Since 2013 Oakville seniors can ride the bus free on Mondays.
Since 2013 Oakville seniors can ride the bus free on Mondays.

Burlington transit staff are proposing a Senior’s Transit Fare of “Two for a Toonie” rather than free transit one day a week. The proposal is in response to a staff direction I brought during the 2015 budget deliberations asking staff to evaluate and report back on a proposal for one day of free transit for seniors.

Public transit locations in the GTHA have implemented various seniors transit fare programs in the past few years and the various programs were reviewed for potential implementation in Burlington.

City staff prepared a business case for the city’s 2016 operating budget outlining two options, as follows:

Free Mondays – This would allow any citizen over the age of 65 to ride on a Burlington Transit Bus and Handi Van service all day on Mondays for free. Oakville Transit currently has this program in place. They have recently reviewed and evaluated this program and have reported decreased revenues from Seniors as well as reduced ticket sales and cash fares. Oakville Transit has reported increased ridership on Mondays, but that has not equated into additional ridership increases for the other days of the week. Staff do not recommend this to be implemented in Burlington and would recommend the Reduced Fare Option listed below.

Reduced Fare – In order to promote the use of Burlington Transit, a reduced fare during off-peak and weekend hours would provide opportunity to utilize the service in the off peak times of service. Currently, the Community Connection operates Monday to Friday between 10:00 am and 3:00 p.m. and has seen modest increases since its inception in May 2015. To help promote the use of Community Connection and other BT conventional routes, staff are recommending that the “TWO for a TOONIE” seniors program be created. This would allow two seniors to ride Burlington Transit conventional services between 10:00 am and 3:00 pm Monday to Friday as well as all day Saturday and Sundays. This program would start Saturday April 2nd 2016 and would end Sunday September 4th 2016. Mississauga Transit (Mi-Way) have recently implemented a pilot program that allows seniors to travel for $1 during designated times.

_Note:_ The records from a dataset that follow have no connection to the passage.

use log::debug;
use rayon::prelude::*;

/// Dense real 4-index tensor $T_{ijab}$, row-major with `b` fastest.
#[derive(Debug, Clone, PartialEq)]
pub struct FourIndexTensor {
    dim: usize,
    data: Vec<f64>,
}

impl FourIndexTensor {
    pub fn zeros(dim: usize) -> Self {
        FourIndexTensor {
            dim,
            data: vec![0.0; dim * dim * dim * dim],
        }
    }

    /// Fills the tensor by calling `f(i, j, a, b)` in storage order.
    pub fn from_fn<F>(dim: usize, mut f: F) -> Self
    where
        F: FnMut(usize, usize, usize, usize) -> f64,
    {
        let mut data = Vec::with_capacity(dim * dim * dim * dim);
        for i in 0..dim {
            for j in 0..dim {
                for a in 0..dim {
                    for b in 0..dim {
                        data.push(f(i, j, a, b));
                    }
                }
            }
        }
        FourIndexTensor { dim, data }
    }

    #[inline(always)]
    pub fn dim(&self) -> usize {
        self.dim
    }

    #[inline(always)]
    fn index(&self, i: usize, j: usize, a: usize, b: usize) -> usize {
        ((i * self.dim + j) * self.dim + a) * self.dim + b
    }

    #[inline(always)]
    pub fn get(&self, i: usize, j: usize, a: usize, b: usize) -> f64 {
        self.data[self.index(i, j, a, b)]
    }

    #[inline(always)]
    pub fn set(&mut self, i: usize, j: usize, a: usize, b: usize, value: f64) {
        let idx = self.index(i, j, a, b);
        self.data[idx] = value;
    }
}

/// Position of the pair $(i, j)$, $i<j$, in a strict upper-triangular table.
#[inline(always)]
pub fn tri_nodiag(i: usize, j: usize) -> usize {
    j * (j - 1) / 2 + i
}

#[inline(always)]
fn tri_sorted(p: usize, q: usize) -> usize {
    if p < q {
        tri_nodiag(p, q)
    } else {
        tri_nodiag(q, p)
    }
}

/// Factorized weights of the heat-bath double excitation distribution.
/// # Definition
/// With active orbitals $p,q$ shifted by the frozen count
/// $f=N_{\text{tot}}-N$ into the tensor,
///
/// $$
/// D^{\text{diff}}_{pq}=\sum_{ab}\lvert T_{pqab}\rvert,\quad
/// D^{\text{same}}_{pq}=\sum_{a<b}\lvert T_{pqab}-T_{pqba}\rvert,\quad
/// E_{pq}=\sqrt{\lvert T_{pqqp}\rvert}
/// $$
///
/// $$
/// S_p=\sum_{q\neq p}D^{\text{same}}_{pq}+\sum_q D^{\text{diff}}_{pq},\quad
/// \mathcal{E}_p=\sum_{q\neq p}E_{pq}
/// $$
///
/// $D^{\text{same}}$ and $E$ are stored for $p<q$ only, see [tri_nodiag].
/// All entries are non-negative and the table is read-only once built.
#[derive(Debug, Clone)]
pub struct HeatBathTable {
    pub n_orb: usize,
    pub s_tens: Vec<f64>,
    pub s_norm: f64,
    pub d_same: Vec<f64>,
    pub d_diff: Vec<f64>,
    pub exch_sqrt: Vec<f64>,
    pub exch_norms: Vec<f64>,
}

impl HeatBathTable {
    /// Builds every table from `tensor`, one row per orbital in parallel.
    /// # Arguments
    /// * __`tensor`__ - Dense tensor of dimension at least `n_orb_total`.
    /// * __`n_orb_active`__ - Number of active orbitals $N$.
    /// * __`n_orb_total`__ - Active plus frozen orbitals.
    pub fn build(tensor: &FourIndexTensor, n_orb_active: usize, n_orb_total: usize) -> Self {
        assert!(n_orb_total >= n_orb_active);
        assert!(tensor.dim() >= n_orb_total);
        let n = n_orb_active;
        let f = n_orb_total - n_orb_active;

        let rows: Vec<(Vec<f64>, Vec<f64>, Vec<f64>)> = (0..n)
            .into_par_iter()
            .map(|p| {
                let diff_row: Vec<f64> = (0..n)
                    .map(|q| {
                        let mut sum = 0.0;
                        for a in 0..n {
                            for b in 0..n {
                                sum += tensor.get(p + f, q + f, a + f, b + f).abs();
                            }
                        }
                        sum
                    })
                    .collect();
                let same_row: Vec<f64> = (p + 1..n)
                    .map(|q| {
                        let mut sum = 0.0;
                        for b in 0..n {
                            for a in 0..b {
                                sum += (tensor.get(p + f, q + f, a + f, b + f)
                                    - tensor.get(p + f, q + f, b + f, a + f))
                                .abs();
                            }
                        }
                        sum
                    })
                    .collect();
                let exch_row: Vec<f64> = (p + 1..n)
                    .map(|q| tensor.get(p + f, q + f, q + f, p + f).abs().sqrt())
                    .collect();
                (diff_row, same_row, exch_row)
            })
            .collect();

        let n_tri = n * n.saturating_sub(1) / 2;
        let mut d_diff = vec![0.0; n * n];
        let mut d_same = vec![0.0; n_tri];
        let mut exch_sqrt = vec![0.0; n_tri];
        for (p, (diff_row, same_row, exch_row)) in rows.into_iter().enumerate() {
            d_diff[p * n..(p + 1) * n].copy_from_slice(&diff_row);
            for (k, q) in (p + 1..n).enumerate() {
                d_same[tri_nodiag(p, q)] = same_row[k];
                exch_sqrt[tri_nodiag(p, q)] = exch_row[k];
            }
        }

        let mut s_tens = vec![0.0; n];
        let mut exch_norms = vec![0.0; n];
        for p in 0..n {
            for q in 0..n {
                s_tens[p] += d_diff[p * n + q];
                if q != p {
                    s_tens[p] += d_same[tri_sorted(p, q)];
                    exch_norms[p] += exch_sqrt[tri_sorted(p, q)];
                }
            }
        }
        let s_norm = s_tens.iter().sum();
        debug!("Built heat-bath tables for {} active orbitals ({} frozen), s_norm = {}", n, f, s_norm);

        HeatBathTable {
            n_orb: n,
            s_tens,
            s_norm,
            d_same,
            d_diff,
            exch_sqrt,
            exch_norms,
        }
    }

    /// Pair weight of two occupied spin-orbitals, $D^{\text{same}}$ when they
    /// share a channel, $D^{\text{diff}}_{p_1p_2}$ otherwise.
    pub fn pair_weight(&self, o1: u8, o2: u8) -> f64 {
        let n = self.n_orb;
        let (p1, p2) = (o1 as usize % n, o2 as usize % n);
        if o1 as usize / n == o2 as usize / n {
            if p1 == p2 {
                0.0
            } else {
                self.d_same[tri_sorted(p1, p2)]
            }
        } else {
            self.d_diff[p1 * n + p2]
        }
    }

    /// $E_{pq}$ for spatial orbitals, $0$ on the diagonal.
    #[inline(always)]
    pub fn exchange_sqrt(&self, p: usize, q: usize) -> f64 {
        if p == q {
            0.0
        } else {
            self.exch_sqrt[tri_sorted(p, q)]
        }
    }
}

fn normalize(raw: Vec<f64>) -> (Vec<f64>, f64) {
    let norm: f64 = raw.iter().sum();
    if norm > 0.0 {
        (raw.into_iter().map(|w| w / norm).collect(), norm)
    } else {
        (vec![0.0; raw.len()], 0.0)
    }
}

/// Distribution of the first electron of a double excitation.
/// # Returns
/// * __`probs`__ - One entry per position of `occ`, $0$ at `exclude`.
/// * __`norm`__ - Sum of the raw weights $S_{p_i}/\sum_pS_p$, so that
/// `probs[i] * norm` is the raw weight of every included electron.
pub fn single_particle_probs(table: &HeatBathTable, occ: &[u8], exclude: Option<usize>) -> (Vec<f64>, f64) {
    let raw: Vec<f64> = occ
        .iter()
        .enumerate()
        .map(|(i, &orb)| {
            if Some(i) == exclude || table.s_norm <= 0.0 {
                0.0
            } else {
                table.s_tens[orb as usize % table.n_orb] / table.s_norm
            }
        })
        .collect();
    normalize(raw)
}

/// Distribution of the second electron given the first at position
/// `first_idx`. Only the positions before `first_idx` are eligible, so each
/// unordered pair has a single generation path.
/// # Returns
/// * __`probs`__ - One entry per position before `first_idx`.
/// * __`norm`__ - Sum of the raw weights $D(o_1,o_2)/S_{p_1}$.
pub fn second_particle_probs(table: &HeatBathTable, occ: &[u8], first_idx: usize) -> (Vec<f64>, f64) {
    let first = occ[first_idx];
    let s_first = table.s_tens[first as usize % table.n_orb];
    let raw: Vec<f64> = occ[..first_idx]
        .iter()
        .map(|&orb| {
            if s_first <= 0.0 {
                0.0
            } else {
                table.pair_weight(first, orb) / s_first
            }
        })
        .collect();
    normalize(raw)
}

/// Factorized proposal weight of the double excitation
/// $o_1\to u_1$, $o_2\to u_2$.
/// # Definition
/// $$
/// \frac{D(o_1,o_2)}{\sum_pS_p}\,
/// \frac{E_{o_1u_1}E_{o_2u_2}}{\mathcal{E}_{o_1}\mathcal{E}_{o_2}}
/// $$
pub fn unnormalized_weight(table: &HeatBathTable, orbs: [u8; 4]) -> f64 {
    let n = table.n_orb;
    let [o1, o2, u1, u2] = orbs.map(|o| o as usize % n);
    let norm1 = table.exch_norms[o1];
    let norm2 = table.exch_norms[o2];
    if table.s_norm <= 0.0 || norm1 <= 0.0 || norm2 <= 0.0 {
        return 0.0;
    }
    table.pair_weight(orbs[0], orbs[1]) / table.s_norm
        * table.exchange_sqrt(o1, u1)
        * table.exchange_sqrt(o2, u2)
        / norm1
        / norm2
}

Staff also wish to promote the use of conventional services in the off peak period to assist Handi Van clients that can use conventional services with an opportunity to explore regular transit services to find new ways of travelling through Burlington. Staff believe that providing alternative transportation options and promoting Seniors travelling together will allow for a higher degree of success in the off peak times. Staff are suggesting that this program will encourage use and increase ridership during the off peak times. Currently 40% of seniors travel is conducted during off peak and weekends.

Introducing the “TWO for a TOONIE” Seniors program starting April 2nd and ending September 4th will encourage seniors to travel during less busy times which would offer them a more enjoyable time to travel and see transit as a viable travel option. The “TWO for a TOONIE” seniors program would cost $14,000 based on current off-peak and weekend ridership.

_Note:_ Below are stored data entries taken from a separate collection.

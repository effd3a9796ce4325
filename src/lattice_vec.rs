use crate::basis::{apply_boson_delta, decode_boson_counts, BasisState, MAX_BOSON_BITS};
use crate::dist_vec::{DistVec, DistVecError, DistVecParams, MergeSummary, SingleProcess, Transport, VecValue};
use crate::lattice::{enumerate_lattice_neighbors, Boundary, HopNeighbors};

/// [DistVec] over chain states with per-site boson fields.
/// # Cache
/// The hop table of every index is computed on first access and dropped
/// when the index is handed to another key, either by a merge or by
/// [LatticeVec::remove_zeros].
pub struct LatticeVec<T: VecValue, X: Transport<T> = SingleProcess> {
    vec: DistVec<T, X>,
    n_sites: usize,
    boson_bits: usize,
    boundary: Boundary,
    neighbors: Vec<Option<HopNeighbors>>,
}

impl<T: VecValue> LatticeVec<T, SingleProcess> {
    pub fn new(params: DistVecParams, n_sites: usize, boson_bits: usize, boundary: Boundary) -> Self {
        LatticeVec::with_transport(params, SingleProcess, n_sites, boson_bits, boundary)
    }
}

impl<T: VecValue, X: Transport<T>> LatticeVec<T, X> {
    pub fn with_transport(
        params: DistVecParams,
        transport: X,
        n_sites: usize,
        boson_bits: usize,
        boundary: Boundary,
    ) -> Self {
        assert_eq!(params.n_bits, 2 * n_sites);
        assert!(
            boson_bits <= MAX_BOSON_BITS,
            "Boson fields of {} bits exceed the maximum of {}.",
            boson_bits,
            MAX_BOSON_BITS
        );
        LatticeVec {
            vec: DistVec::with_transport(params, transport),
            n_sites,
            boson_bits,
            boundary,
            neighbors: Vec::new(),
        }
    }

    pub fn n_sites(&self) -> usize {
        self.n_sites
    }

    pub fn boson_bits(&self) -> usize {
        self.boson_bits
    }

    pub fn inner(&self) -> &DistVec<T, X> {
        &self.vec
    }

    pub fn add(&mut self, key: &BasisState, value: T, slot: usize) {
        self.vec.add(key, value, slot);
    }

    pub fn receive(&mut self, key: BasisState, value: T, slot: usize) {
        self.vec.receive(key, value, slot);
    }

    pub fn perform_add(&mut self, epoch: u64) -> Result<MergeSummary, DistVecError> {
        let summary = self.vec.perform_add(epoch)?;
        self.invalidate(&summary.inserted);
        Ok(summary)
    }

    pub fn remove_zeros(&mut self) -> Vec<usize> {
        let freed = self.vec.remove_zeros();
        self.invalidate(&freed);
        freed
    }

    fn invalidate(&mut self, indices: &[usize]) {
        for &idx in indices {
            if let Some(cached) = self.neighbors.get_mut(idx) {
                *cached = None;
            }
        }
    }

    /// Hop table of the key at `idx`.
    pub fn neighbors_at(&mut self, idx: usize) -> Option<&HopNeighbors> {
        let key = self.vec.key_at(idx)?;
        if self.neighbors.len() <= idx {
            self.neighbors.resize(self.vec.capacity().max(idx + 1), None);
        }
        if self.neighbors[idx].is_none() {
            self.neighbors[idx] = Some(enumerate_lattice_neighbors(key, self.n_sites, self.boundary));
        }
        self.neighbors[idx].as_ref()
    }

    /// Boson counts of the key at `idx`, in site order.
    pub fn decode_boson_counts(&self, idx: usize) -> Option<Vec<u8>> {
        self.vec
            .key_at(idx)
            .map(|key| decode_boson_counts(key, self.n_sites, self.boson_bits))
    }

    /// Key at `idx` with `delta` bosons added to `site`. `None` for an
    /// unassigned index or a count out of range.
    pub fn apply_boson_delta(&self, idx: usize, site: usize, delta: i8) -> Option<BasisState> {
        let key = self.vec.key_at(idx)?;
        apply_boson_delta(key, self.n_sites, self.boson_bits, site, delta)
    }

    pub fn value_at(&self, idx: usize, slot: usize) -> Option<T> {
        self.vec.value_at(idx, slot)
    }

    pub fn key_at(&self, idx: usize) -> Option<&BasisState> {
        self.vec.key_at(idx)
    }

    pub fn occupied_at(&self, idx: usize) -> Option<&[u8]> {
        self.vec.occupied_at(idx)
    }

    pub fn current_size(&self) -> usize {
        self.vec.current_size()
    }

    pub fn one_norm(&self, slot: usize) -> f64 {
        self.vec.one_norm(slot)
    }
}

#[cfg(test)]
mod test {
    use super::*;
    use crate::basis::{reference_state, Reference};

    fn lattice_params(n_sites: usize, n_elec: usize) -> DistVecParams {
        DistVecParams {
            initial_capacity: 2,
            max_capacity: 32,
            n_bits: 2 * n_sites,
            n_elec,
            n_slots: 1,
            proc_scrambler: Vec::new(),
            vec_scrambler: Vec::new(),
        }
    }

    #[test]
    fn test_neighbors_cached_and_invalidated() {
        let mut vec: LatticeVec<f64> = LatticeVec::new(lattice_params(4, 4), 4, 2, Boundary::Open);
        let neel = reference_state(Reference::Neel, 4, 4, 2);
        assert_eq!(neel.as_bytes(), &[165, 0]);
        vec.add(&neel, 1.0, 0);
        vec.perform_add(0).unwrap();
        let hops = vec.neighbors_at(0).unwrap().hops(4);
        assert_eq!(hops, vec![(0, 1), (2, 3), (5, 6), (2, 1), (5, 4), (7, 6)]);

        // Same fermions, one more boson: a new key with its own table.
        let excited = vec.apply_boson_delta(0, 1, 1).unwrap();
        assert_eq!(vec.apply_boson_delta(0, 1, -1), None);
        vec.add(&neel, -1.0, 0);
        vec.add(&excited, 0.5, 0);
        vec.perform_add(1).unwrap();
        assert_eq!(vec.decode_boson_counts(1), Some(vec![0, 1, 0, 0]));
        assert_eq!(vec.remove_zeros(), vec![0]);
        assert!(vec.neighbors_at(0).is_none());

        let hole = BasisState::from_bytes(&[0b0110_0011, 0]);
        vec.add(&hole, 2.0, 0);
        vec.perform_add(2).unwrap();
        assert_eq!(vec.key_at(0), Some(&hole));
        let neighbors = vec.neighbors_at(0).unwrap();
        assert_eq!(neighbors.to_next, vec![1, 6]);
        assert_eq!(neighbors.to_prev, vec![5]);
    }

    #[test]
    fn test_widest_boson_field() {
        let n_sites = 2;
        let mut vec: LatticeVec<f64> =
            LatticeVec::new(lattice_params(n_sites, 2), n_sites, MAX_BOSON_BITS, Boundary::Open);
        let mut state = reference_state(Reference::Neel, n_sites, 2, MAX_BOSON_BITS);
        for _ in 0..255 {
            state = apply_boson_delta(&state, n_sites, MAX_BOSON_BITS, 1, 1).unwrap();
        }
        assert!(apply_boson_delta(&state, n_sites, MAX_BOSON_BITS, 1, 1).is_none());
        vec.add(&state, 1.0, 0);
        vec.perform_add(0).unwrap();
        assert_eq!(vec.decode_boson_counts(0), Some(vec![0, 255]));
    }

    #[test]
    #[should_panic]
    fn test_boson_field_too_wide() {
        let _vec: LatticeVec<f64> = LatticeVec::new(lattice_params(2, 2), 2, MAX_BOSON_BITS + 1, Boundary::Open);
    }
}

You can find the above staff business case on Page 45 of the Operating Budget Book:

2016_Proposed_Operating_Budget_Book_Web

Oakville experience:

Earlier this fall, the Burlington Seniors Advisory Committee asked one of their members to independently research the Oakville free transit for seniors program. The findings were presented at the last BSAC meeting (I sit on BSAC as the council representative).

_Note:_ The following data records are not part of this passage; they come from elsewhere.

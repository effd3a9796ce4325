/// Site holding a single channel-0 particle.
pub const UPARROW: char = match std::char::from_u32(0x00002191) {
    Some(v) => v,
    None => panic!("Invalid unicode character uparrow"),
};
/// Site holding a single channel-1 particle.
pub const DOWNARROW: char = match std::char::from_u32(0x00002193) {
    Some(v) => v,
    None => panic!("Invalid unicode character downarrow"),
};
/// Doubly occupied site.
pub const UPDOWNARROW: char = match std::char::from_u32(0x000021c5) {
    Some(v) => v,
    None => panic!("Invalid unicode character updownarrow"),
};
/// Empty site.
pub const EMPTY_SITE: char = '.';

/// Glyph for a site given the occupation of both channels.
#[inline(always)]
pub fn site_glyph(up: bool, down: bool) -> char {
    match (up, down) {
        (true, true) => UPDOWNARROW,
        (true, false) => UPARROW,
        (false, true) => DOWNARROW,
        (false, false) => EMPTY_SITE,
    }
}
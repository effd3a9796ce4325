/// Two-electron integrals, one `i,j,a,b,value` record per line.
pub mod integrals;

In 2012, Oakville council approved a pilot program for free transit on Mondays from July 2 to Sept. 24. The results of the pilot project showed:

  • a 578% increase in seniors ridership on Mondays from 2,900 (in 2010) and  2,200 (in 2011) to 15,151 during the pilot
  • seniors ridership increased 20% on the two Mondays immediately following the pilot than it was pre-pilot
  • seniors ridership increased on all but two rush hour-only bus routes
  • rather than a decline in ridership on Tuesdays as a result of free transit on Mondays, there was in fact an 8.6% increase during the pilot, indicating that seniors were using transit more often even on days when a fare was required
  • while overall transit ridership in 2012 increased by less than 3% year to date, it increased by 25.9% among seniors. Even if the additional non-revenue generating rides which occurred on the Mondays of the pilot are removed, senior ridership was still up 14.9% over the same period in 2011. The two major factors influencing this outcome are the SPLIT program and the Free Transit on Mondays pilot.
  • due to the free ride, revenue from senior ridership dropped by 13.1 per cent. However the total cost of the pilot was $11,306 — far less than the $20,000 initially anticipated – which translates to an annualized projected cost of $45,200.
  • based on the success of the program, Oakville city council voted in December 2012 to make free transit for seniors on Mondays permanent.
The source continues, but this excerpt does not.